(Source data)

--- START ---

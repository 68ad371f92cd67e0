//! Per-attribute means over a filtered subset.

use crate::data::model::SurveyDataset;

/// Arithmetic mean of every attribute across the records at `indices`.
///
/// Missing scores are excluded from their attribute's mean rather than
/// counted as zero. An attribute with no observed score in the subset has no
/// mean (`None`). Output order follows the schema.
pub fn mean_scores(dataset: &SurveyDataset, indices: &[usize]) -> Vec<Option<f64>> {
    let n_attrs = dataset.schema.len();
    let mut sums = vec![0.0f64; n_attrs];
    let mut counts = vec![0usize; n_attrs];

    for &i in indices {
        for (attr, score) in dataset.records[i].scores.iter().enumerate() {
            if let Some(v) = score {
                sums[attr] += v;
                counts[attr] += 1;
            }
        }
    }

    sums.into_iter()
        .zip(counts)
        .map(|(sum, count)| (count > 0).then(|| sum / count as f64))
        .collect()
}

--- END ---
--- START ---

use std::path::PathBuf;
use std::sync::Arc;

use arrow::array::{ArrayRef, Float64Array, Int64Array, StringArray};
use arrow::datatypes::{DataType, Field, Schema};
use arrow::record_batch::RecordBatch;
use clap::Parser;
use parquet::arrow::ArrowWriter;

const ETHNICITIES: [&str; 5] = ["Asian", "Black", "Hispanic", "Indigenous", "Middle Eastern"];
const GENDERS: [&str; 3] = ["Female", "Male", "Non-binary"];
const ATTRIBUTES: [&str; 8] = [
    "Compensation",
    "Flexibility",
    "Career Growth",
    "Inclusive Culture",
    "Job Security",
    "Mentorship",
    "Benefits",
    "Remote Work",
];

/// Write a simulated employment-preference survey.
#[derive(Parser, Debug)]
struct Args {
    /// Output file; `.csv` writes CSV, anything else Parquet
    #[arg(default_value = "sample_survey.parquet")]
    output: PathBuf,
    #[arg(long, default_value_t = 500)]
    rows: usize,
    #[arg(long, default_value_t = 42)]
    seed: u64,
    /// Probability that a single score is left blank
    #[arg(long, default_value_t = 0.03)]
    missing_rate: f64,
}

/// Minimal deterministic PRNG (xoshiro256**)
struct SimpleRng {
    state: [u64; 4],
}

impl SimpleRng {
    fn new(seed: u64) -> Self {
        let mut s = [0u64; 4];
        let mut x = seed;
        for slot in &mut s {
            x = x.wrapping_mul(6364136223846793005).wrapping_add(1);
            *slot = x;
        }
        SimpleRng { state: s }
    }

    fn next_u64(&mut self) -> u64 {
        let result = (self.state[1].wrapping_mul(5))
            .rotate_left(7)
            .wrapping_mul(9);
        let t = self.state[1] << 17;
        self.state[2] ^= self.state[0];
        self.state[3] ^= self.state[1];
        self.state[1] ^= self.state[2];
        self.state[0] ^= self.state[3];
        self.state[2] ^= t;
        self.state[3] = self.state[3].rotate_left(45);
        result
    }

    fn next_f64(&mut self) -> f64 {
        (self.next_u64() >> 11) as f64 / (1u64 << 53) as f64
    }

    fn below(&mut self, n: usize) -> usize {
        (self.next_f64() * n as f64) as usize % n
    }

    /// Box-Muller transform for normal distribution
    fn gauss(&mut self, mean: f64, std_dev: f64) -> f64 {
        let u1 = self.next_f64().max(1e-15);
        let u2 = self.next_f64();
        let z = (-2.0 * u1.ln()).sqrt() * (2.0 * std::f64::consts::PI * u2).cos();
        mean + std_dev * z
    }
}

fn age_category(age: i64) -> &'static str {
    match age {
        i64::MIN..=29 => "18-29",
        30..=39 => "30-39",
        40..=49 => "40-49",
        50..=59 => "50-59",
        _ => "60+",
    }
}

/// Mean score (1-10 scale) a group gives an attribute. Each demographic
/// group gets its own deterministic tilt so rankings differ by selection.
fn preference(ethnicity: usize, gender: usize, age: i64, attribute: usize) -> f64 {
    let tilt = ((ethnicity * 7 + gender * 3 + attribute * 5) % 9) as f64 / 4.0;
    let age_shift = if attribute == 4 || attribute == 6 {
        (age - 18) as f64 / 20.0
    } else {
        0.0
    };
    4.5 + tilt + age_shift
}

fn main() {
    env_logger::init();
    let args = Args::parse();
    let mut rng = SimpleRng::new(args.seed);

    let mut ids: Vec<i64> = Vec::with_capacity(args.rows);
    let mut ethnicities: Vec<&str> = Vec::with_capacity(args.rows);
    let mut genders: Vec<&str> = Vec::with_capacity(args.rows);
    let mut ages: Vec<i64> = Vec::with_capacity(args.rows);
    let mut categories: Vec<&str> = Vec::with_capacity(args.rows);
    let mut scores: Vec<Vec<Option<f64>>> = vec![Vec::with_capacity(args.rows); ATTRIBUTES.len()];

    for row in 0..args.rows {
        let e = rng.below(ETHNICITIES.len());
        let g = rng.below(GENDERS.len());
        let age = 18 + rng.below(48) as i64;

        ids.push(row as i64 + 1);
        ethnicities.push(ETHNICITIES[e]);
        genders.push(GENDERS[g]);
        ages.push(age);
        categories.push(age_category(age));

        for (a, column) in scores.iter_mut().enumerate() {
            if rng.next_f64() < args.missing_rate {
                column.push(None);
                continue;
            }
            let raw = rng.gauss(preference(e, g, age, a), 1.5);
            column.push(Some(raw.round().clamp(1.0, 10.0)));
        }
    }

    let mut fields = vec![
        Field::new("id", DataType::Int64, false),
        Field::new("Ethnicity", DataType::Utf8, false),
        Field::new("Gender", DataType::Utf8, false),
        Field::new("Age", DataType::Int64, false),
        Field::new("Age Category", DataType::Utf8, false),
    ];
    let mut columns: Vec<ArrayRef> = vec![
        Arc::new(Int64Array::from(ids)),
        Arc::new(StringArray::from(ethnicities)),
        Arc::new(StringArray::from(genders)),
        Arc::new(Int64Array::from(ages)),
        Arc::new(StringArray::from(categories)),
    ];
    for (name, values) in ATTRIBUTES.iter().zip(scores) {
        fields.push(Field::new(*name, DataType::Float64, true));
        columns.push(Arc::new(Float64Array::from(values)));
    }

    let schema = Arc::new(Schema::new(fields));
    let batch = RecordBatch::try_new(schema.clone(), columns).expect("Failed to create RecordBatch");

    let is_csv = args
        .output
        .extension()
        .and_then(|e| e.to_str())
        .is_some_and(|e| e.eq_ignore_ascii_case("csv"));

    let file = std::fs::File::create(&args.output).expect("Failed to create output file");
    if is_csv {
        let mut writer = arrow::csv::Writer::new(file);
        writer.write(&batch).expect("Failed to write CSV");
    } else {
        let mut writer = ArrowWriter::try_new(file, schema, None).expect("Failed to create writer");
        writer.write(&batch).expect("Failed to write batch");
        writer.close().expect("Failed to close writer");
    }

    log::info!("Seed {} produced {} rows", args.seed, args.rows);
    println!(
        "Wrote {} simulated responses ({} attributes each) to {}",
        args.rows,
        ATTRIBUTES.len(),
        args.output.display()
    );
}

--- END ---
--- START ---

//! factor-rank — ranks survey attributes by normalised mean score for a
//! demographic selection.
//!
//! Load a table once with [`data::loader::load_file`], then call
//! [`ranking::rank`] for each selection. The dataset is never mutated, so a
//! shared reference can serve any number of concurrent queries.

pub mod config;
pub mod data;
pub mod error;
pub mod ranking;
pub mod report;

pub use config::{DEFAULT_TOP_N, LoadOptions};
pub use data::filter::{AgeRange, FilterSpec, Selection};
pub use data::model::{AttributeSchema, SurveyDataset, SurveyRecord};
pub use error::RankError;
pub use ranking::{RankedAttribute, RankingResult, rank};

--- END ---

■ Task objective: Which lines above contain the word "seed"? Copy each of them.

■ Written reply:
    seed: u64,
    fn new(seed: u64) -> Self {
        let mut x = seed;
    let mut rng = SimpleRng::new(args.seed);
    log::info!("Seed {} produced {} rows", args.seed, args.rows);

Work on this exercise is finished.